Start of Given records
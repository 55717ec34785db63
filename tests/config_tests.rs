mod support;

use ordergate::error::{ConfigError, Error};
use ordergate::infrastructure::config::Config;
use ordergate::testkit::config::MINIMAL_TOML;
use rust_decimal_macros::dec;
use support::config::write_temp_config;

#[test]
fn minimal_config_loads_from_file() {
    let file = write_temp_config(MINIMAL_TOML);
    let config = Config::load(file.path()).unwrap();

    assert_eq!(config.logging.level, "warn");
    assert_eq!(config.reconcile.interval_secs, 1);
    assert_eq!(config.venues.len(), 1);
    assert_eq!(config.risk.mdd_brake, dec!(0.07));
}

#[test]
fn missing_file_is_a_read_error() {
    let result = Config::load("/definitely/not/here/ordergate.toml");
    assert!(matches!(result, Err(Error::Config(ConfigError::ReadFile(_)))));
}

#[test]
fn config_rejects_queue_position_outside_unit_interval() {
    let toml = r#"
[[venues]]
name = "binance"
taker_fee = 0.001
p99_latency_ms = 20
queue_position = 1.2
"#;
    let file = write_temp_config(toml);
    match Config::load(file.path()) {
        Err(Error::Config(ConfigError::InvalidValue {
            field: "venues.queue_position",
            ..
        })) => {}
        Err(err) => panic!("Expected invalid queue position, got {err}"),
        Ok(_) => panic!("Expected queue position 1.2 to be rejected"),
    }
}

#[test]
fn config_rejects_empty_venue_name() {
    let toml = r#"
[[venues]]
name = " "
taker_fee = 0.001
p99_latency_ms = 20
queue_position = 0.5
"#;
    let file = write_temp_config(toml);
    assert!(matches!(
        Config::load(file.path()),
        Err(Error::Config(ConfigError::MissingField {
            field: "venues.name"
        }))
    ));
}

#[test]
fn config_rejects_zero_caps() {
    for (toml, field) in [
        ("[router]\nmax_latency_ms = 0\n", "max_latency_ms"),
        ("[reconcile]\ninterval_secs = 0\n", "interval_secs"),
        ("[idempotency]\nttl_secs = 0\n", "ttl_secs"),
        ("[risk]\nper_trade_risk_max = 0\n", "per_trade_risk_max"),
        ("[clock]\nmax_age_ms = 0\n", "max_age_ms"),
    ] {
        match Config::parse_toml(toml) {
            Err(Error::Config(ConfigError::InvalidValue { field: f, .. })) => {
                assert_eq!(f, field);
            }
            other => panic!("Expected {field} to be rejected, got {other:?}"),
        }
    }
}

#[test]
fn negative_queue_weight_is_rejected() {
    let err = Config::parse_toml("[router]\nqueue_weight = -0.1\n").unwrap_err();
    assert!(err.to_string().contains("queue_weight"));
}
//! Per-venue routing attributes.

use serde::Deserialize;

use crate::domain::Venue;

/// One `[[venues]]` entry.
#[derive(Debug, Clone, Deserialize)]
pub struct VenueConfig {
    pub name: String,
    pub taker_fee: f64,
    #[serde(default)]
    pub maker_rebate: f64,
    pub p99_latency_ms: u32,
    pub queue_position: f64,
}

impl VenueConfig {
    fn new(name: &str, taker_fee: f64, maker_rebate: f64, p99_latency_ms: u32, queue_position: f64) -> Self {
        Self {
            name: name.to_string(),
            taker_fee,
            maker_rebate,
            p99_latency_ms,
            queue_position,
        }
    }
}

impl From<&VenueConfig> for Venue {
    fn from(config: &VenueConfig) -> Self {
        Venue::new(
            config.name.as_str(),
            config.taker_fee,
            config.maker_rebate,
            config.p99_latency_ms,
            config.queue_position,
        )
    }
}

/// Venue set used when the config lists none.
#[must_use]
pub fn default_venues() -> Vec<VenueConfig> {
    vec![
        VenueConfig::new("BYBIT", 0.0006, 0.0001, 35, 0.70),
        VenueConfig::new("KRAKEN", 0.00026, 0.0, 45, 0.55),
        VenueConfig::new("OKX", 0.0004, 0.00012, 40, 0.65),
    ]
}
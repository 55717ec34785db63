//! Owned registry of venue adapters.
//!
//! Built once in the composition root and passed to the components that need
//! venues. The registry owns adapter lifecycle: [`VenueRegistry::close`]
//! releases every adapter.

use std::sync::atomic::{AtomicBool, Ordering};
use std::sync::Arc;

use tracing::{info, warn};

use crate::domain::{Venue, VenueId};
use crate::port::VenueAdapter;

struct Entry {
    profile: Venue,
    adapter: Arc<dyn VenueAdapter>,
    reachable: AtomicBool,
}

/// Venue adapters and routing profiles, in registration order.
#[derive(Default)]
pub struct VenueRegistry {
    entries: Vec<Entry>,
}

impl VenueRegistry {
    #[must_use]
    pub fn new() -> Self {
        Self::default()
    }

    /// Register a venue, replacing any previous entry with the same name.
    ///
    /// Returns the replaced adapter, if any. The profile's name is
    /// authoritative; the adapter is expected to serve that venue.
    pub fn register(
        &mut self,
        profile: Venue,
        adapter: Arc<dyn VenueAdapter>,
    ) -> Option<Arc<dyn VenueAdapter>> {
        let entry = Entry {
            profile,
            adapter,
            reachable: AtomicBool::new(true),
        };
        match self
            .entries
            .iter_mut()
            .find(|e| e.profile.name == entry.profile.name)
        {
            Some(existing) => Some(std::mem::replace(existing, entry).adapter),
            None => {
                self.entries.push(entry);
                None
            }
        }
    }

    #[must_use]
    pub fn len(&self) -> usize {
        self.entries.len()
    }

    #[must_use]
    pub fn is_empty(&self) -> bool {
        self.entries.is_empty()
    }

    #[must_use]
    pub fn adapter(&self, venue: &VenueId) -> Option<Arc<dyn VenueAdapter>> {
        self.entry(venue).map(|e| Arc::clone(&e.adapter))
    }

    #[must_use]
    pub fn profile(&self, venue: &VenueId) -> Option<&Venue> {
        self.entry(venue).map(|e| &e.profile)
    }

    /// All adapters with their venue names, in registration order.
    #[must_use]
    pub fn adapters(&self) -> Vec<(VenueId, Arc<dyn VenueAdapter>)> {
        self.entries
            .iter()
            .map(|e| (e.profile.name.clone(), Arc::clone(&e.adapter)))
            .collect()
    }

    /// All routing profiles, in registration order.
    #[must_use]
    pub fn profiles(&self) -> Vec<Venue> {
        self.entries.iter().map(|e| e.profile.clone()).collect()
    }

    /// Profiles of venues not currently marked unreachable.
    #[must_use]
    pub fn reachable_profiles(&self) -> Vec<Venue> {
        self.entries
            .iter()
            .filter(|e| e.reachable.load(Ordering::Acquire))
            .map(|e| e.profile.clone())
            .collect()
    }

    #[must_use]
    pub fn is_reachable(&self, venue: &VenueId) -> bool {
        self.entry(venue)
            .is_some_and(|e| e.reachable.load(Ordering::Acquire))
    }

    /// Record whether the last contact with `venue` succeeded.
    pub fn set_reachable(&self, venue: &VenueId, reachable: bool) {
        if let Some(entry) = self.entry(venue) {
            let was = entry.reachable.swap(reachable, Ordering::AcqRel);
            if was != reachable {
                info!(venue = %venue, reachable, "Venue reachability changed");
            }
        }
    }

    /// Close every adapter. Failures are logged, not returned.
    pub async fn close(&self) {
        for entry in &self.entries {
            if let Err(e) = entry.adapter.close().await {
                warn!(venue = %entry.profile.name, error = %e, "Failed to close venue adapter");
            }
        }
    }

    fn entry(&self, venue: &VenueId) -> Option<&Entry> {
        self.entries.iter().find(|e| &e.profile.name == venue)
    }
}

#[cfg(test)]
mod tests {
    use super::*;
    use crate::adapter::outbound::paper::PaperVenue;

    fn profile(name: &str) -> Venue {
        Venue::new(name, 0.0005, 0.0, 30, 0.5)
    }

    #[test]
    fn register_keeps_order_and_replaces_by_name() {
        let mut registry = VenueRegistry::new();
        assert!(registry
            .register(profile("a"), Arc::new(PaperVenue::new("a")))
            .is_none());
        registry.register(profile("b"), Arc::new(PaperVenue::new("b")));
        assert!(registry
            .register(profile("a"), Arc::new(PaperVenue::new("a")))
            .is_some());

        let names: Vec<_> = registry.profiles().into_iter().map(|v| v.name).collect();
        assert_eq!(names, vec![VenueId::from("a"), VenueId::from("b")]);
    }

    #[test]
    fn unreachable_venues_drop_out_of_routing() {
        let mut registry = VenueRegistry::new();
        registry.register(profile("a"), Arc::new(PaperVenue::new("a")));
        registry.register(profile("b"), Arc::new(PaperVenue::new("b")));

        registry.set_reachable(&VenueId::from("a"), false);
        let reachable = registry.reachable_profiles();
        assert_eq!(reachable.len(), 1);
        assert_eq!(reachable[0].name.as_str(), "b");
        assert!(!registry.is_reachable(&VenueId::from("a")));
        assert!(!registry.is_reachable(&VenueId::from("unknown")));
    }
}
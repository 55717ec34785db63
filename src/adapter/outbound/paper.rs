//! Paper venue: an in-memory order book of resting orders.
//!
//! Acknowledges every create, supports cancel, and exposes hooks to inject
//! the failures reconciliation must cope with: drifted terms, orders the
//! venue lost, outages and slow responses.

use std::collections::HashMap;
use std::sync::atomic::{AtomicBool, Ordering};
use std::time::Duration;

use async_trait::async_trait;
use parking_lot::Mutex;
use rust_decimal::Decimal;
use tracing::{debug, info};
use uuid::Uuid;

use crate::domain::{ClientKey, OrderStatus, VenueId, VenueOrderId};
use crate::error::VenueError;
use crate::port::{CreateOrder, RemoteOrder, VenueAdapter};

/// In-memory [`VenueAdapter`].
pub struct PaperVenue {
    venue: VenueId,
    orders: Mutex<HashMap<VenueOrderId, RemoteOrder>>,
    failing: AtomicBool,
    rejecting: AtomicBool,
    delay: Mutex<Option<Duration>>,
    create_delay: Mutex<Option<Duration>>,
}

impl PaperVenue {
    #[must_use]
    pub fn new(venue: impl Into<VenueId>) -> Self {
        Self {
            venue: venue.into(),
            orders: Mutex::new(HashMap::new()),
            failing: AtomicBool::new(false),
            rejecting: AtomicBool::new(false),
            delay: Mutex::new(None),
            create_delay: Mutex::new(None),
        }
    }

    /// Place an order directly on the book, bypassing `create`.
    pub fn seed(&self, order: RemoteOrder) {
        self.orders
            .lock()
            .insert(order.venue_order_id.clone(), order);
    }

    /// Change the terms of the resting order with `client_key`.
    ///
    /// Returns `false` if no such order rests here.
    pub fn amend(&self, client_key: &ClientKey, px: Decimal, qty: Decimal) -> bool {
        let mut orders = self.orders.lock();
        match orders.values_mut().find(|o| &o.client_key == client_key) {
            Some(order) => {
                order.px = px;
                order.qty = qty;
                true
            }
            None => false,
        }
    }

    /// Forget the order with `client_key`, as if the venue lost it.
    pub fn drop_order(&self, client_key: &ClientKey) -> bool {
        let mut orders = self.orders.lock();
        let before = orders.len();
        orders.retain(|_, o| &o.client_key != client_key);
        orders.len() != before
    }

    /// Make every call fail with [`VenueError::Unavailable`].
    pub fn set_failing(&self, failing: bool) {
        self.failing.store(failing, Ordering::Release);
    }

    /// Reject creates and cancels while still answering `list_open`.
    pub fn set_rejecting(&self, rejecting: bool) {
        self.rejecting.store(rejecting, Ordering::Release);
    }

    /// Delay every call by `delay`.
    pub fn set_delay(&self, delay: Option<Duration>) {
        *self.delay.lock() = delay;
    }

    /// Delay only `create`, on top of any [`set_delay`](Self::set_delay).
    pub fn set_create_delay(&self, delay: Option<Duration>) {
        *self.create_delay.lock() = delay;
    }

    /// Number of resting orders.
    #[must_use]
    pub fn resting(&self) -> usize {
        self.orders.lock().len()
    }

    async fn enter(&self) -> Result<(), VenueError> {
        let delay = *self.delay.lock();
        if let Some(delay) = delay {
            tokio::time::sleep(delay).await;
        }
        if self.failing.load(Ordering::Acquire) {
            return Err(VenueError::Unavailable {
                venue: self.venue.clone(),
                reason: "paper venue set to fail".into(),
            });
        }
        Ok(())
    }

    fn check_writable(&self, action: &str) -> Result<(), VenueError> {
        if self.rejecting.load(Ordering::Acquire) {
            return Err(VenueError::Rejected {
                venue: self.venue.clone(),
                reason: format!("paper venue refusing {action}"),
            });
        }
        Ok(())
    }
}

#[async_trait]
impl VenueAdapter for PaperVenue {
    fn venue(&self) -> &VenueId {
        &self.venue
    }

    async fn list_open(&self) -> Result<Vec<RemoteOrder>, VenueError> {
        self.enter().await?;
        let mut open: Vec<RemoteOrder> = self.orders.lock().values().cloned().collect();
        open.sort_by(|a, b| a.client_key.cmp(&b.client_key));
        Ok(open)
    }

    async fn create(&self, request: &CreateOrder) -> Result<RemoteOrder, VenueError> {
        self.enter().await?;
        let create_delay = *self.create_delay.lock();
        if let Some(delay) = create_delay {
            tokio::time::sleep(delay).await;
        }
        self.check_writable("create")?;
        if request.qty <= Decimal::ZERO || request.px <= Decimal::ZERO {
            return Err(VenueError::Rejected {
                venue: self.venue.clone(),
                reason: format!("invalid terms {} @ {}", request.qty, request.px),
            });
        }

        let order = RemoteOrder {
            client_key: request.client_key.clone(),
            venue_order_id: VenueOrderId::new(Uuid::new_v4().to_string()),
            status: OrderStatus::Ack,
            px: request.px,
            qty: request.qty,
        };
        debug!(
            venue = %self.venue,
            client_key = %order.client_key,
            venue_order_id = %order.venue_order_id,
            "Paper order accepted"
        );
        self.seed(order.clone());
        Ok(order)
    }

    async fn cancel(&self, venue_order_id: &VenueOrderId) -> Result<(), VenueError> {
        self.enter().await?;
        self.check_writable("cancel")?;
        match self.orders.lock().remove(venue_order_id) {
            Some(_) => Ok(()),
            None => Err(VenueError::Rejected {
                venue: self.venue.clone(),
                reason: format!("unknown order {venue_order_id}"),
            }),
        }
    }

    async fn close(&self) -> Result<(), VenueError> {
        let dropped = {
            let mut orders = self.orders.lock();
            let n = orders.len();
            orders.clear();
            n
        };
        info!(venue = %self.venue, dropped, "Paper venue closed");
        Ok(())
    }
}

#[cfg(test)]
mod tests {
    use super::*;
    use crate::domain::Side;
    use rust_decimal_macros::dec;

    fn request(key: &str) -> CreateOrder {
        CreateOrder {
            client_key: ClientKey::from(key),
            symbol: "BTCUSDT".into(),
            side: Side::Buy,
            qty: dec!(1),
            px: dec!(100),
        }
    }

    #[tokio::test]
    async fn create_acknowledges_and_rests() {
        let venue = PaperVenue::new("paper");
        let remote = venue.create(&request("k")).await.unwrap();
        assert_eq!(remote.status, OrderStatus::Ack);
        assert_eq!(venue.list_open().await.unwrap(), vec![remote]);
    }

    #[tokio::test]
    async fn cancel_unknown_order_is_rejected() {
        let venue = PaperVenue::new("paper");
        let err = venue.cancel(&VenueOrderId::from("nope")).await.unwrap_err();
        assert!(matches!(err, VenueError::Rejected { .. }));
    }

    #[tokio::test]
    async fn replace_swaps_the_resting_order() {
        let venue = PaperVenue::new("paper");
        let first = venue.create(&request("k")).await.unwrap();
        let mut changed = request("k");
        changed.px = dec!(101);
        let second = venue.replace(&first.venue_order_id, &changed).await.unwrap();

        let open = venue.list_open().await.unwrap();
        assert_eq!(open.len(), 1);
        assert_eq!(open[0].venue_order_id, second.venue_order_id);
        assert_eq!(open[0].px, dec!(101));
    }

    #[tokio::test]
    async fn hooks_shape_the_remote_view() {
        let venue = PaperVenue::new("paper");
        venue.create(&request("a")).await.unwrap();
        venue.create(&request("b")).await.unwrap();

        assert!(venue.amend(&ClientKey::from("a"), dec!(99), dec!(3)));
        assert!(venue.drop_order(&ClientKey::from("b")));
        assert!(!venue.drop_order(&ClientKey::from("b")));

        let open = venue.list_open().await.unwrap();
        assert_eq!(open.len(), 1);
        assert_eq!((open[0].px, open[0].qty), (dec!(99), dec!(3)));

        venue.set_failing(true);
        assert!(matches!(
            venue.list_open().await,
            Err(VenueError::Unavailable { .. })
        ));
    }

    #[tokio::test]
    async fn rejecting_venue_still_lists_orders() {
        let venue = PaperVenue::new("paper");
        let resting = venue.create(&request("a")).await.unwrap();
        venue.set_rejecting(true);

        assert!(matches!(
            venue.cancel(&resting.venue_order_id).await,
            Err(VenueError::Rejected { .. })
        ));
        assert!(venue.create(&request("b")).await.is_err());
        assert_eq!(venue.list_open().await.unwrap(), vec![resting]);
    }
}
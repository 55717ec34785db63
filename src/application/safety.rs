//! Pre-commit safety gate.
//!
//! Applies portfolio-level guardrails to a decision immediately before it may
//! reach the OMS. Checks run in a fixed order and stop at the first failure,
//! so the reported reason is deterministic when several limits are breached
//! at once:
//!
//! 1. per-trade risk clamp
//! 2. aggregate exposure after this decision
//! 3. daily loss cap
//! 4. drawdown brake
//! 5. clock skew
//!
//! The gate is pure: identical inputs always produce the identical verdict.

use rust_decimal::Decimal;

use crate::domain::decision::SAFETY_GATE_TS;
use crate::domain::{ApprovedDecision, Decision, Portfolio, Verdict, VetoReason, VetoedDecision};

/// Guardrail thresholds, fixed for the process lifetime.
#[derive(Debug, Clone, Copy, PartialEq, Eq)]
pub struct RiskLimits {
    /// Max open notional as a fraction of NAV.
    pub portfolio_notional_cap: Decimal,
    /// Max daily loss as a fraction of NAV.
    pub daily_loss_cap: Decimal,
    /// Drawdown fraction at which trading stops.
    pub mdd_brake: Decimal,
    /// Max risk per trade as a fraction of NAV.
    pub per_trade_risk_max: Decimal,
    pub max_clock_skew_ms: u64,
}

impl Default for RiskLimits {
    fn default() -> Self {
        Self {
            portfolio_notional_cap: Decimal::new(12, 2), // 12% NAV
            daily_loss_cap: Decimal::new(2, 2),          // 2% NAV
            mdd_brake: Decimal::new(7, 2),               // 7% peak-to-trough
            per_trade_risk_max: Decimal::new(5, 3),      // 0.5% NAV
            max_clock_skew_ms: 100,
        }
    }
}

/// Run the five checks against `decision`.
///
/// On approval the decision is annotated with `safety_gate_ts = now_ms`.
/// A vetoed decision carries no further annotations.
#[must_use]
pub fn evaluate(
    mut decision: Decision,
    portfolio: &Portfolio,
    limits: &RiskLimits,
    now_ms: i64,
) -> Verdict {
    if let Some(reason) = first_breach(&decision, portfolio, limits) {
        return Verdict::Vetoed(VetoedDecision::new(decision, reason));
    }
    decision.annotate(SAFETY_GATE_TS, now_ms);
    Verdict::Approved(ApprovedDecision::new(decision))
}

fn first_breach(
    decision: &Decision,
    portfolio: &Portfolio,
    limits: &RiskLimits,
) -> Option<VetoReason> {
    if decision.risk_size_nav > limits.per_trade_risk_max {
        return Some(VetoReason::PerTradeRiskExceeded);
    }

    let future_notional = portfolio.open_notional + decision.notional_estimate;
    if future_notional > limits.portfolio_notional_cap * portfolio.nav {
        return Some(VetoReason::PortfolioNotionalCap);
    }

    if portfolio.day_pnl_nav <= -limits.daily_loss_cap {
        return Some(VetoReason::DailyLossCap);
    }

    if portfolio.drawdown_nav >= limits.mdd_brake {
        return Some(VetoReason::MddBrake);
    }

    if decision.clock_skew_ms.unsigned_abs() > limits.max_clock_skew_ms {
        return Some(VetoReason::ClockSkew);
    }

    None
}

/// Safety gate bound to a fixed set of limits.
///
/// Stateless beyond its configuration; safe to share across any number of
/// concurrent callers.
#[derive(Debug, Clone, Copy, Default)]
pub struct SafetyGate {
    limits: RiskLimits,
}

impl SafetyGate {
    #[must_use]
    pub const fn new(limits: RiskLimits) -> Self {
        Self { limits }
    }

    #[must_use]
    pub const fn limits(&self) -> &RiskLimits {
        &self.limits
    }

    #[must_use]
    pub fn evaluate(&self, decision: Decision, portfolio: &Portfolio, now_ms: i64) -> Verdict {
        evaluate(decision, portfolio, &self.limits, now_ms)
    }
}

#[cfg(test)]
mod tests {
    use super::*;
    use rust_decimal_macros::dec;

    fn limits() -> RiskLimits {
        RiskLimits {
            portfolio_notional_cap: dec!(0.5),
            daily_loss_cap: dec!(0.1),
            mdd_brake: dec!(0.2),
            per_trade_risk_max: dec!(0.01),
            max_clock_skew_ms: 100,
        }
    }

    fn portfolio() -> Portfolio {
        Portfolio::flat(dec!(100))
    }

    #[test]
    fn per_trade_risk_veto() {
        let d = Decision::new(dec!(0.02), dec!(0), 0);
        let verdict = evaluate(d, &portfolio(), &limits(), 1);
        assert_eq!(verdict.veto_reason(), Some(VetoReason::PerTradeRiskExceeded));
    }

    #[test]
    fn safe_decision_passes_and_is_stamped() {
        let d = Decision::new(dec!(0.01), dec!(10), 0);
        let verdict = evaluate(d, &portfolio(), &limits(), 42);
        let Verdict::Approved(approved) = verdict else {
            panic!("expected approval");
        };
        assert_eq!(approved.gated_at_ms(), Some(42));
    }

    #[test]
    fn notional_cap_is_inclusive() {
        // 40 + 10 = 50 = 0.5 * 100, exactly at the cap
        let p = Portfolio {
            open_notional: dec!(40),
            ..portfolio()
        };
        assert!(evaluate(Decision::new(dec!(0), dec!(10), 0), &p, &limits(), 0).is_approved());
        let verdict = evaluate(Decision::new(dec!(0), dec!(10.01), 0), &p, &limits(), 0);
        assert_eq!(verdict.veto_reason(), Some(VetoReason::PortfolioNotionalCap));
    }

    #[test]
    fn daily_loss_cap_triggers_at_equality() {
        let p = Portfolio {
            day_pnl_nav: dec!(-0.1),
            ..portfolio()
        };
        let verdict = evaluate(Decision::new(dec!(0), dec!(0), 0), &p, &limits(), 0);
        assert_eq!(verdict.veto_reason(), Some(VetoReason::DailyLossCap));
    }

    #[test]
    fn drawdown_brake_triggers_at_equality() {
        let p = Portfolio {
            drawdown_nav: dec!(0.2),
            ..portfolio()
        };
        let verdict = evaluate(Decision::new(dec!(0), dec!(0), 0), &p, &limits(), 0);
        assert_eq!(verdict.veto_reason(), Some(VetoReason::MddBrake));
    }

    #[test]
    fn negative_clock_skew_counts() {
        let verdict = evaluate(Decision::new(dec!(0), dec!(0), -101), &portfolio(), &limits(), 0);
        assert_eq!(verdict.veto_reason(), Some(VetoReason::ClockSkew));
        assert!(evaluate(Decision::new(dec!(0), dec!(0), -100), &portfolio(), &limits(), 0)
            .is_approved());
    }

    #[test]
    fn vetoed_decision_is_not_annotated() {
        let verdict = evaluate(Decision::new(dec!(1), dec!(0), 0), &portfolio(), &limits(), 7);
        assert!(verdict.decision().annotation(SAFETY_GATE_TS).is_none());
    }
}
End of Given records
- The task
The answer needed is a single number: how many lines in the records above hold the string "PortfolioNotionalCap". Please write nothing else.

- Your response
2